American fighter pilot

Charles DeBow (February 13, 1918 – April 4, 1986) was an officer in the U.S. Army Air Force and combat fighter pilot and commanding officer of the 332nd Fighter Group's 301st Fighter Squadron, best known as the prodigious, all-African American Tuskegee Airmen. He was one of the 1,007 documented Tuskegee Airmen Pilots.

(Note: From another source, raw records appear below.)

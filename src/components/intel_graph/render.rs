use std::borrow::Cow;

use super::state::IntelGraphState;
use super::style::{edge_color, style_for};
use super::surface::{Surface, SurfaceError};

const BACKGROUND: &str = "#0f172a";
const EDGE_ALPHA: f64 = 0.6;
const EDGE_LABEL_FONT: &str = "10px sans-serif";
const EDGE_LABEL_COLOR: &str = "#cbd5e1";
const EDGE_CHIP_COLOR: &str = "rgba(15, 23, 42, 0.85)";
const EDGE_CHIP_PADDING: f64 = 4.0;
const EDGE_CHIP_HEIGHT: f64 = 14.0;
const NODE_LABEL_FONT: &str = "12px sans-serif";
const NODE_LABEL_COLOR: &str = "#e2e8f0";
const NODE_LABEL_GAP: f64 = 12.0;
const GLYPH_FONT: &str = "bold 16px sans-serif";
const WARNING_GLYPH: &str = "\u{26a0}";
const GLOW_COLOR: &str = "rgba(239, 68, 68, 0.45)";
const GLOW_SPREAD: f64 = 2.2;
const DIM_ALPHA: f64 = 0.7;
const HIGHLIGHT_BORDER: (&str, f64) = ("#f8fafc", 3.0);
const PLAIN_BORDER: (&str, f64) = ("#1e293b", 1.0);

pub const LABEL_MAX_CHARS: usize = 15;

/// Shorten `label` to `LABEL_MAX_CHARS` characters plus an ellipsis.
pub fn truncate_label(label: &str) -> Cow<'_, str> {
	match label.char_indices().nth(LABEL_MAX_CHARS) {
		Some((cut, _)) => Cow::Owned(format!("{}...", &label[..cut])),
		None => Cow::Borrowed(label),
	}
}

/// Paint the whole scene. Skips the frame when the surface has no area.
pub fn render(state: &IntelGraphState, surface: &mut dyn Surface) -> Result<(), SurfaceError> {
	let size = surface.size();
	if !size.has_area() {
		return Err(SurfaceError::ZeroSize {
			width: size.width,
			height: size.height,
		});
	}
	let ratio = size.scale();

	surface.set_transform(ratio, 0.0, 0.0);
	surface.fill_rect(0.0, 0.0, size.width, size.height, BACKGROUND);

	let vp = &state.viewport;
	surface.set_transform(ratio * vp.k, ratio * vp.x, ratio * vp.y);
	draw_edges(state, surface);
	draw_nodes(state, surface);
	Ok(())
}

fn draw_edges(state: &IntelGraphState, surface: &mut dyn Surface) {
	let k = state.viewport.k;

	for rel in state.model.relations() {
		let (Some(a), Some(b)) = (
			state.positions.get(&rel.source),
			state.positions.get(&rel.target),
		) else {
			continue;
		};
		surface.line(
			a,
			b,
			edge_color(rel.strength),
			EDGE_ALPHA,
			(1.0 + 2.0 * rel.strength) / k,
		);

		if rel.label.is_empty() {
			continue;
		}
		let mid = ((a.0 + b.0) / 2.0, (a.1 + b.1) / 2.0);
		let width = surface.measure_text(&rel.label, EDGE_LABEL_FONT) + 2.0 * EDGE_CHIP_PADDING;
		surface.fill_rect(
			mid.0 - width / 2.0,
			mid.1 - EDGE_CHIP_HEIGHT / 2.0,
			width,
			EDGE_CHIP_HEIGHT,
			EDGE_CHIP_COLOR,
		);
		surface.centered_text(&rel.label, mid, EDGE_LABEL_FONT, EDGE_LABEL_COLOR);
	}
}

fn draw_nodes(state: &IntelGraphState, surface: &mut dyn Surface) {
	for entity in state.model.entities() {
		let Some(center) = state.positions.get(&entity.id) else {
			continue;
		};
		let style = style_for(&entity.kind);
		let highlighted = state.is_highlighted(&entity.id);

		if style.sensitive {
			surface.radial_glow(
				center,
				style.radius * 0.5,
				style.radius * GLOW_SPREAD,
				GLOW_COLOR,
			);
		}

		let alpha = if highlighted { 1.0 } else { DIM_ALPHA };
		surface.fill_circle(center, style.radius, style.color, alpha);

		let (border, border_width) = if highlighted {
			HIGHLIGHT_BORDER
		} else {
			PLAIN_BORDER
		};
		surface.stroke_circle(center, style.radius, border, border_width);

		if style.sensitive {
			surface.centered_text(WARNING_GLYPH, center, GLYPH_FONT, "#ffffff");
		}

		let label = if entity.label.is_empty() {
			&entity.id
		} else {
			&entity.label
		};
		surface.centered_text(
			&truncate_label(label),
			(center.0, center.1 + style.radius + NODE_LABEL_GAP),
			NODE_LABEL_FONT,
			NODE_LABEL_COLOR,
		);
	}
}

#[cfg(test)]
mod tests {
	use super::*;
	use crate::components::intel_graph::surface::SurfaceSize;
	use crate::components::intel_graph::types::{GraphData, GraphEdge, GraphNode};

	#[derive(Clone, Debug, PartialEq)]
	enum Op {
		Transform(f64, f64, f64),
		Rect(String),
		Line((f64, f64), (f64, f64), String),
		Fill { radius: f64, color: String, alpha: f64 },
		Stroke { color: String, width: f64 },
		Glow((f64, f64)),
		Text(String, (f64, f64)),
	}

	struct Recorder {
		size: SurfaceSize,
		ops: Vec<Op>,
	}

	impl Recorder {
		fn new(width: f64, height: f64, pixel_ratio: f64) -> Self {
			Self {
				size: SurfaceSize {
					width,
					height,
					pixel_ratio,
				},
				ops: Vec::new(),
			}
		}

		fn texts(&self) -> Vec<&str> {
			self.ops
				.iter()
				.filter_map(|op| match op {
					Op::Text(t, _) => Some(t.as_str()),
					_ => None,
				})
				.collect()
		}

		fn count(&self, pred: impl Fn(&Op) -> bool) -> usize {
			self.ops.iter().filter(|op| pred(op)).count()
		}
	}

	impl Surface for Recorder {
		fn size(&self) -> SurfaceSize {
			self.size
		}
		fn set_transform(&mut self, k: f64, x: f64, y: f64) {
			self.ops.push(Op::Transform(k, x, y));
		}
		fn fill_rect(&mut self, _: f64, _: f64, _: f64, _: f64, color: &str) {
			self.ops.push(Op::Rect(color.into()));
		}
		fn line(&mut self, from: (f64, f64), to: (f64, f64), color: &str, _: f64, _: f64) {
			self.ops.push(Op::Line(from, to, color.into()));
		}
		fn fill_circle(&mut self, _: (f64, f64), radius: f64, color: &str, alpha: f64) {
			self.ops.push(Op::Fill {
				radius,
				color: color.into(),
				alpha,
			});
		}
		fn stroke_circle(&mut self, _: (f64, f64), _: f64, color: &str, width: f64) {
			self.ops.push(Op::Stroke {
				color: color.into(),
				width,
			});
		}
		fn radial_glow(&mut self, center: (f64, f64), _: f64, _: f64, _: &str) {
			self.ops.push(Op::Glow(center));
		}
		fn centered_text(&mut self, text: &str, at: (f64, f64), _: &str, _: &str) {
			self.ops.push(Op::Text(text.into(), at));
		}
		fn measure_text(&mut self, text: &str, _: &str) -> f64 {
			text.chars().count() as f64 * 6.0
		}
	}

	fn state() -> IntelGraphState {
		IntelGraphState::new(&GraphData {
			nodes: vec![
				GraphNode::new("user", "Target User", "person"),
				GraphNode::new("repo", "an-extremely-long-repository-name", "repository"),
				GraphNode::new("secret", "aws_key", "sensitive_data"),
			],
			edges: vec![
				GraphEdge::new("user", "repo", "owns_repository"),
				GraphEdge::new("repo", "secret", "contains_secret"),
				GraphEdge::new("repo", "ghost", "dangling"),
			],
		})
	}

	#[test]
	fn draws_every_relation_and_entity() {
		let state = state();
		let mut surface = Recorder::new(800.0, 600.0, 1.0);
		render(&state, &mut surface).unwrap();

		assert_eq!(surface.count(|op| matches!(op, Op::Line(..))), 2);
		assert_eq!(surface.count(|op| matches!(op, Op::Fill { .. })), 3);
		assert_eq!(surface.count(|op| matches!(op, Op::Stroke { .. })), 3);
		let texts = surface.texts();
		assert!(texts.contains(&"owns_repository"));
		assert!(texts.contains(&"contains_secret"));
		assert!(!texts.contains(&"dangling"));
	}

	#[test]
	fn edge_endpoints_follow_positions() {
		let mut state = state();
		state.positions.set("user", 0.0, 0.0);
		state.positions.set("repo", 40.0, 20.0);
		let mut surface = Recorder::new(800.0, 600.0, 1.0);
		render(&state, &mut surface).unwrap();

		assert!(
			surface
				.ops
				.contains(&Op::Line((0.0, 0.0), (40.0, 20.0), "#ffff00".into()))
		);
		assert!(
			surface
				.ops
				.contains(&Op::Text("owns_repository".into(), (20.0, 10.0)))
		);
	}

	#[test]
	fn edges_are_colored_by_strength() {
		let mut data = GraphData {
			nodes: vec![
				GraphNode::new("a", "A", "person"),
				GraphNode::new("b", "B", "email"),
			],
			edges: vec![
				GraphEdge::new("a", "b", "uses_email"),
				GraphEdge::new("a", "b", "mentions"),
				GraphEdge::new("a", "b", "maybe"),
			],
		};
		data.edges[0].strength = Some(0.8);
		data.edges[1].strength = Some(0.2);
		data.edges[2].strength = Some(0.1);
		let state = IntelGraphState::new(&data);
		let mut surface = Recorder::new(800.0, 600.0, 1.0);
		render(&state, &mut surface).unwrap();

		let colors: Vec<&str> = surface
			.ops
			.iter()
			.filter_map(|op| match op {
				Op::Line(_, _, color) => Some(color.as_str()),
				_ => None,
			})
			.collect();
		assert_eq!(colors, vec!["#00ff00", "#ffa500", "#ff0000"]);
	}

	#[test]
	fn only_sensitive_nodes_glow_and_carry_a_glyph() {
		let state = state();
		let mut surface = Recorder::new(800.0, 600.0, 1.0);
		render(&state, &mut surface).unwrap();

		let secret = state.positions.get("secret").unwrap();
		assert_eq!(
			surface.ops.iter().filter(|op| matches!(op, Op::Glow(_))).collect::<Vec<_>>(),
			vec![&Op::Glow(secret)]
		);
		assert!(surface.ops.contains(&Op::Text(WARNING_GLYPH.into(), secret)));
	}

	#[test]
	fn long_labels_are_truncated() {
		let state = state();
		let mut surface = Recorder::new(800.0, 600.0, 1.0);
		render(&state, &mut surface).unwrap();

		let texts = surface.texts();
		assert!(texts.contains(&"an-extremely-lo..."));
		assert!(texts.contains(&"Target User"));
		assert_eq!(truncate_label("exactly-15-char"), "exactly-15-char");
		assert_eq!(truncate_label("ünïcödé-länger-als-15"), "ünïcödé-länger-...");
	}

	#[test]
	fn highlighted_nodes_are_opaque_with_light_border() {
		let mut state = state();
		let (x, y) = state.positions.get("user").unwrap();
		state.click(x, y);
		let mut surface = Recorder::new(800.0, 600.0, 1.0);
		render(&state, &mut surface).unwrap();

		let fills: Vec<f64> = surface
			.ops
			.iter()
			.filter_map(|op| match op {
				Op::Fill { alpha, .. } => Some(*alpha),
				_ => None,
			})
			.collect();
		assert_eq!(fills, vec![1.0, DIM_ALPHA, DIM_ALPHA]);
		assert_eq!(
			surface.count(|op| *op
				== Op::Stroke {
					color: HIGHLIGHT_BORDER.0.into(),
					width: HIGHLIGHT_BORDER.1,
				}),
			1
		);
	}

	#[test]
	fn unknown_kinds_use_default_style() {
		let state = IntelGraphState::new(&GraphData {
			nodes: vec![GraphNode::new("x", "X", "satellite")],
			edges: vec![],
		});
		let mut surface = Recorder::new(100.0, 100.0, 1.0);
		render(&state, &mut surface).unwrap();

		let default = crate::components::intel_graph::style::DEFAULT_STYLE;
		assert!(surface.ops.contains(&Op::Fill {
			radius: default.radius,
			color: default.color.into(),
			alpha: DIM_ALPHA,
		}));
	}

	#[test]
	fn transforms_apply_pixel_ratio_then_viewport() {
		let mut state = state();
		state.viewport.pan(10.0, 20.0);
		state.viewport.zoom_by(1.5);
		let mut surface = Recorder::new(800.0, 600.0, 2.0);
		render(&state, &mut surface).unwrap();

		assert_eq!(surface.ops[0], Op::Transform(2.0, 0.0, 0.0));
		assert_eq!(surface.ops[1], Op::Rect(BACKGROUND.into()));
		assert_eq!(surface.ops[2], Op::Transform(3.0, 20.0, 40.0));
	}

	#[test]
	fn zero_size_surface_skips_the_frame() {
		let state = state();
		let mut surface = Recorder::new(0.0, 600.0, 1.0);
		assert_eq!(
			render(&state, &mut surface),
			Err(SurfaceError::ZeroSize {
				width: 0.0,
				height: 600.0
			})
		);
		assert!(surface.ops.is_empty());
	}

	#[test]
	fn empty_graph_only_paints_background() {
		let state = IntelGraphState::new(&GraphData::default());
		let mut surface = Recorder::new(320.0, 240.0, 1.0);
		render(&state, &mut surface).unwrap();
		assert_eq!(surface.ops.len(), 3);
	}
}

In July 1941, DeBow entered aviation cadet training with the Tuskegee Airmen's first class of aviation cadets, Class 42-C-SE. On March 6, 1942, DeBow graduated from aviation cadet training with Captain Benjamin O. Davis Jr., future Tuskegee Airmen Commander and future U.S. four-star general; 2nd Lt. George S. Roberts ("Spanky" Roberts - September 24, 1918 - March 8, 1984), 2nd Lt. Mac Ross (1912-1944), and 2nd Lt. Lemuel R. Custis (1915–2005). Being among the first five to graduate, they "drew the most sustained attention from the press and the black community as a result."

DeBow was the first Indiana native and the first of fourteen individuals with an Indianapolis, Indiana, address of record to graduate from the Tuskegee Advance Flying School (TAFS).

==Early life, family==

DeBow was born on February 13, 1918, in Indianapolis, Indiana. He was the son of Charles Henry DeBow (September 17, 1891 - March 1981) of Lebanon, Tennessee, and Anna Sue Horne DeBow (December 25, 1896 - January 1980) of Tennessee. DeBow's parents moved from Tennessee to Indianapolis before DeBow was born.

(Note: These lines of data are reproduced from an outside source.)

//! NVM Sink Unit Tests.
//!
//! Verifies the timing model (reads ack after tRCD + tCL, writes after tWR),
//! bank serialization of back-to-back accesses, stored contents, and the
//! protocol check on unaligned addresses.

use thoth_core::common::data::WriteRecord;
use thoth_core::config::NvmConfig;
use thoth_core::mem::nvm::{NvmModel, NvmSink};

fn test_config() -> NvmConfig {
    NvmConfig {
        t_rcd: 40,
        t_cl: 10,
        t_wr: 100,
    }
}

#[test]
fn write_completes_after_t_wr() {
    let mut nvm = NvmModel::new(&test_config());
    assert_eq!(nvm.ready_at(), 0);

    let done = nvm.write(WriteRecord::new(0x8, 0xAA), 0);
    assert_eq!(done, 100);
    assert_eq!(nvm.ready_at(), 100);
}

#[test]
fn read_completes_after_t_rcd_plus_t_cl() {
    let mut nvm = NvmModel::new(&test_config());
    let (_, done) = nvm.read(0x8, 0);
    assert_eq!(done, 50);
}

#[test]
fn back_to_back_accesses_serialize() {
    let mut nvm = NvmModel::new(&test_config());

    nvm.write(WriteRecord::new(0x0, 1), 0); // busy until 100
    let done = nvm.write(WriteRecord::new(0x8, 2), 10); // queues behind
    assert_eq!(done, 200, "second write starts when the first completes");

    // An access issued after the sink went idle starts immediately.
    let done = nvm.write(WriteRecord::new(0x10, 3), 500);
    assert_eq!(done, 600);
}

#[test]
fn contents_round_trip() {
    let mut nvm = NvmModel::new(&test_config());
    nvm.write(WriteRecord::new(0x40, 0xDEAD), 0);

    assert_eq!(nvm.read_functional(0x40), 0xDEAD);
    let (value, _) = nvm.read(0x40, 1000);
    assert_eq!(value, 0xDEAD);
}

#[test]
fn unwritten_cells_read_zero() {
    let nvm = NvmModel::new(&test_config());
    assert_eq!(nvm.read_functional(0x12345678), 0);
}

#[test]
fn last_write_to_a_cell_wins() {
    let mut nvm = NvmModel::new(&test_config());
    nvm.write(WriteRecord::new(0x8, 1), 0);
    nvm.write(WriteRecord::new(0x8, 2), 200);
    assert_eq!(nvm.read_functional(0x8), 2);
}

#[test]
#[should_panic(expected = "unaligned")]
fn unaligned_write_is_a_protocol_violation() {
    let mut nvm = NvmModel::new(&test_config());
    nvm.write(WriteRecord::new(0x3, 0), 0);
}

#[test]
#[should_panic(expected = "unaligned")]
fn unaligned_read_is_a_protocol_violation() {
    let mut nvm = NvmModel::new(&test_config());
    nvm.read(0x5, 0);
}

After graduating from Crispus Attucks High School, DeBow enrolled at Indiana University. Though DeBow's father wanted DeBow to study medicine to ensure a good living in a segregated society, DeBow transferred to Hampton Institute to study business and to enroll in the Civil Pilot training course offered there. After working numerous jobs to save money, Debow dropped out of Hampton University to enlist in the U.S. Army.

DeBow was married to Aurelia Jane Priscilla Stuart DeBow (1926–2017). They had several children. DeBow's son, Captain William DeBow, served as the Commander of the Port Hueneme Division, Naval Surface Warfare Center. Daughter Kay DeBow was a co-founder of the National Black Chamber of Commerce (NBCC).

TAFS Roster of Graduates listed DeBow's hometown address as 2043 Boulevard Place, Indianapolis, Indiana.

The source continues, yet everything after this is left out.